|Venue: Stadium Australia, Sydney Date: 16 August Kick-off: 11:00 BST
|Coverage: Watch live on BBC One, listen on BBC Radio 5 Live and BBC Sounds and follow on the BBC Sport website & app. Full coverage details ; latest news
England and Australia are both hoping to make history by reaching the Women’s World Cup final for the first time when they meet in Sydney on Wednesday.
The Matildas had never advanced beyond the quarter-finals before this tournament, while European champions England are playing in their third successive World Cup semi-final.
“You can never take anything for granted,” said Lionesses manager Sarina Wiegman, whose side came from behind to defeat Colombia 2-1 in their quarter-final.
“It’s very special to go so far in the tournament but when you’re there you really want to win and get to the final.”
The winner will face Spain in Sunday’s final at Stadium Australia in Sydney.
Australia would be the first hosts to reach the final since USA’s victory on home soil in 1999, while England are bidding to become the sixth nation – after Brazil, Germany, Sweden, Spain and the Netherlands – to reach both a men’s and women’s World Cup final.
England, ranked fourth in the world, are coming up against a side who are 10th in the rankings and in uncharted territory.
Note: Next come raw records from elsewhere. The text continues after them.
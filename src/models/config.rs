use std::env;
use std::path::PathBuf;
use std::time::Duration;

use crate::errors::AppError;

pub const DEFAULT_BASE_URL: &str = "https://www.ote-cr.cz/cs/kratkodobe-trhy/elektrina/denni-trh";

/// Runtime configuration read from `OTE_*` environment variables.
#[derive(Debug, Clone)]
pub struct AppConfig {
    /// Page the daily market table is published on; `?date=` is appended.
    pub base_url: String,
    pub db_path: PathBuf,

    // ── Read API ──
    pub bind: String,
    pub port: u16,
    /// Secret used to HMAC API keys. Empty ⇒ `serve` and `keygen` refuse to start.
    pub hash_key: String,

    // ── Retry driver ──
    pub retry_count: u32,
    pub retry_period: Duration,

    // ── Scheduler ──
    pub scrape_hour: u32,
    pub scrape_tomorrow: bool,
}

fn env_str(name: &str, default: &str) -> String {
    env::var(name)
        .ok()
        .map(|s| s.trim().to_string())
        .filter(|s| !s.is_empty())
        .unwrap_or_else(|| default.to_string())
}

fn env_u16(name: &str, default: u16) -> u16 {
    env::var(name)
        .ok()
        .and_then(|s| s.trim().parse().ok())
        .unwrap_or(default)
}

fn env_u32(name: &str, default: u32) -> u32 {
    env::var(name)
        .ok()
        .and_then(|s| s.trim().parse().ok())
        .unwrap_or(default)
}

fn env_u64(name: &str, default: u64) -> u64 {
    env::var(name)
        .ok()
        .and_then(|s| s.trim().parse().ok())
        .unwrap_or(default)
}

fn env_bool(name: &str, default: bool) -> bool {
    env::var(name)
        .ok()
        .map(|s| matches!(s.trim().to_lowercase().as_str(), "1" | "true" | "yes" | "y" | "on"))
        .unwrap_or(default)
}

impl Default for AppConfig {
    fn default() -> Self {
        AppConfig {
            base_url: DEFAULT_BASE_URL.to_string(),
            db_path: PathBuf::from("./data/ote.db"),
            bind: "0.0.0.0".to_string(),
            port: 3000,
            hash_key: String::new(),
            retry_count: 30,
            retry_period: Duration::from_secs(10 * 60),
            scrape_hour: 12,
            scrape_tomorrow: false,
        }
    }
}

impl AppConfig {
    pub fn from_env() -> Self {
        let defaults = AppConfig::default();
        AppConfig {
            base_url: env_str("OTE_BASE_URL", &defaults.base_url),
            db_path: PathBuf::from(env_str(
                "OTE_DB_PATH",
                defaults.db_path.to_str().unwrap_or("./data/ote.db"),
            )),
            bind: env_str("OTE_BIND", &defaults.bind),
            port: env_u16("OTE_BE_TUPLE_PORT", defaults.port),
            hash_key: env_str("OTE_HASH_KEY", ""),
            retry_count: env_u32("OTE_RETRY_COUNT", defaults.retry_count).max(1),
            retry_period: Duration::from_secs(env_u64(
                "OTE_RETRY_PERIOD_SECS",
                defaults.retry_period.as_secs(),
            )),
            scrape_hour: env_u32("OTE_SCRAPE_HOUR", defaults.scrape_hour).min(23),
            scrape_tomorrow: env_bool("OTE_SCRAPE_TOMORROW", defaults.scrape_tomorrow),
        }
    }

    /// The HMAC secret, or an error when it was never configured.
    pub fn require_hash_key(&self) -> Result<&str, AppError> {
        if self.hash_key.is_empty() {
            return Err(AppError::InvalidConfig(
                "OTE_HASH_KEY must be set to issue or verify API keys".to_string(),
            ));
        }
        Ok(&self.hash_key)
    }
}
But the Lionesses have not been at their fluent best at this tournament, while Australia have home advantage and will be backed by a fervent crowd at the 81,000-capacity Stadium Australia.
“If you look at rankings they’re favourites, if you look at where their players play, they have starting players in top clubs in top leagues all over the world,” said Gustavsson.
“We have bench players in those teams. We have players playing in mid-table teams in Sweden.
“So if you look at all that and you look at resources, financially, obviously they are massive favourites going into this game.”
However, Wiegman was quick to dismiss any suggestion of favouritism, saying: “I don’t think they are the underdog, they’re playing at home. The stadium will be really full.
“It’s two teams that are very strong and that have grown into the tournament. I think it’s going to be very tight and very, very competitive.”
Gustavsson did agree the Sydney crowd could have a big impact on the result.
“The one thing that we have that they don’t have is the support and belief from the fans,” he added. “That in itself is going to be massive.”
The match will be the nations’ first meeting at a Women’s World Cup, while Australia won their most recent encounter – a friendly in April which ended England’s 30-match unbeaten run and inflicted the Lionesses’ only defeat under Wiegman.
The teams drew 1-1 in a friendly in 2018 while England twice beat Australia in non-competitive matches in 2015, winning 3-0 in March and 1-0 in October.
England and Australia share a unique sporting rivalry.
After a thrilling men’s and women’s Ashes series this summer and a final between the two nations at the Netball World Cup, this is the third instalment of the England-Australia rivalry in recent months.
That said, both sides have tried to play down any hints of a rivalry in their pre-match news conferences, although the narrative is hard to ignore.
“The media do talk a lot but for us it’s not about Australia, we want to win regardless,” said England midfielder Keira Walsh.
While Australia keeper Lydia Williams said she saw the match as “just another game”.
Under Wiegman, England have played 37 matches, winning 29, drawing seven and suffering just one loss – the defeat to Australia mentioned above.
The 53-year-old manager has a stellar international record, having led her native Netherlands to a home European Championship win in 2017 and the 2019 World Cup final.
After taking over as England boss in September 2021 she coached the Lionesses to Euro 2022 glory last year. Wiegman’s sides have never lost a semi-final in a major international tournament.
Gustavsson has won 18 of his 38 matches in charge of the Matildas and led Australia to a fourth-place finish at the Olympics, their best-ever run in the competition having beaten Great Britain in the last eight.
He was also an assistant manager for the United States when they lifted the World Cup in 2015 and 2019.
Former England goalkeeper Rachel Brown-Finnis is predicting the outcome of all 64 games in Australia and New Zealand:
Everything is stacked in Australia’s favour in terms of their form and having home advantage – but England have shown a knack for grinding out results. They have an underlying character and belief that they can get through games and win them.
They lost to Australia in a friendly in April but maybe that was a little reality check and they will remember that.
It gives the Lionesses an added incentive to go and beat them. It didn’t mean anything to England at the time – it probably meant more to Australia as it was building towards a home tournament – but it certainly would have jarred and would not have sat well with the English players.
Given England are meeting Australia in the semi-finals, that gives a clear reality of where the Matildas’ level is currently at. But there’s an added incentive for England to go and get that revenge.